Provided data: Begin

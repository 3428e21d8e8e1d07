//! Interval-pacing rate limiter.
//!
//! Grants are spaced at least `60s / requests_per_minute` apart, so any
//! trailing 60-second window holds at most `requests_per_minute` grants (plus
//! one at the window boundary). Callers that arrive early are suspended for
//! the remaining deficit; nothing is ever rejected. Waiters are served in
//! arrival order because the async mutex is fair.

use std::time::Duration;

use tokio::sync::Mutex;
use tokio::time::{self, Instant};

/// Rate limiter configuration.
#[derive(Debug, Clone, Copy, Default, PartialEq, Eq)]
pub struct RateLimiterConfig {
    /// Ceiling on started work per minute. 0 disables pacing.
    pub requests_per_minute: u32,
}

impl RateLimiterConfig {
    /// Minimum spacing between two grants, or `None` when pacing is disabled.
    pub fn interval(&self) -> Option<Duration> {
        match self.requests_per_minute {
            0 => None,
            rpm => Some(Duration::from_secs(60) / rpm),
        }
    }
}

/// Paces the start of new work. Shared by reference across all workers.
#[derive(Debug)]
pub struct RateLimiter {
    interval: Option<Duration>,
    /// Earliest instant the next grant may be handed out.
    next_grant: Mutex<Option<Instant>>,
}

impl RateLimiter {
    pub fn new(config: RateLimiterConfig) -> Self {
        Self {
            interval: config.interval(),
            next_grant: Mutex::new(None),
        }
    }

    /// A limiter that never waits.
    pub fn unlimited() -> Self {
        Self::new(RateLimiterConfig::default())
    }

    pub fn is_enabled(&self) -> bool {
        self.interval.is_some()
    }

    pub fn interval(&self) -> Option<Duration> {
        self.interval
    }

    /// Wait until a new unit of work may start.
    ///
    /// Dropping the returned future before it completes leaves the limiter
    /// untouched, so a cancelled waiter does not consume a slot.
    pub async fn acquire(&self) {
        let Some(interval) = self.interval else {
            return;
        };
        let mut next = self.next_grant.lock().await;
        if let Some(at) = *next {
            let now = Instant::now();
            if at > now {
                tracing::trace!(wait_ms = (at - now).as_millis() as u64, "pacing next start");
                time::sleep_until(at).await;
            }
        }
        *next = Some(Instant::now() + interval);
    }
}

Provided data: End

What this task involves –
Please retype, with no changes, the lines that run from the first line of the entries to the line with "trailing 60-second window", both ends included.

Finished exercise –
repository 3428e21d8e8e1d07
//! Interval-pacing rate limiter.
//!
//! Grants are spaced at least `60s / requests_per_minute` apart, so any
//! trailing 60-second window holds at most `requests_per_minute` grants (plus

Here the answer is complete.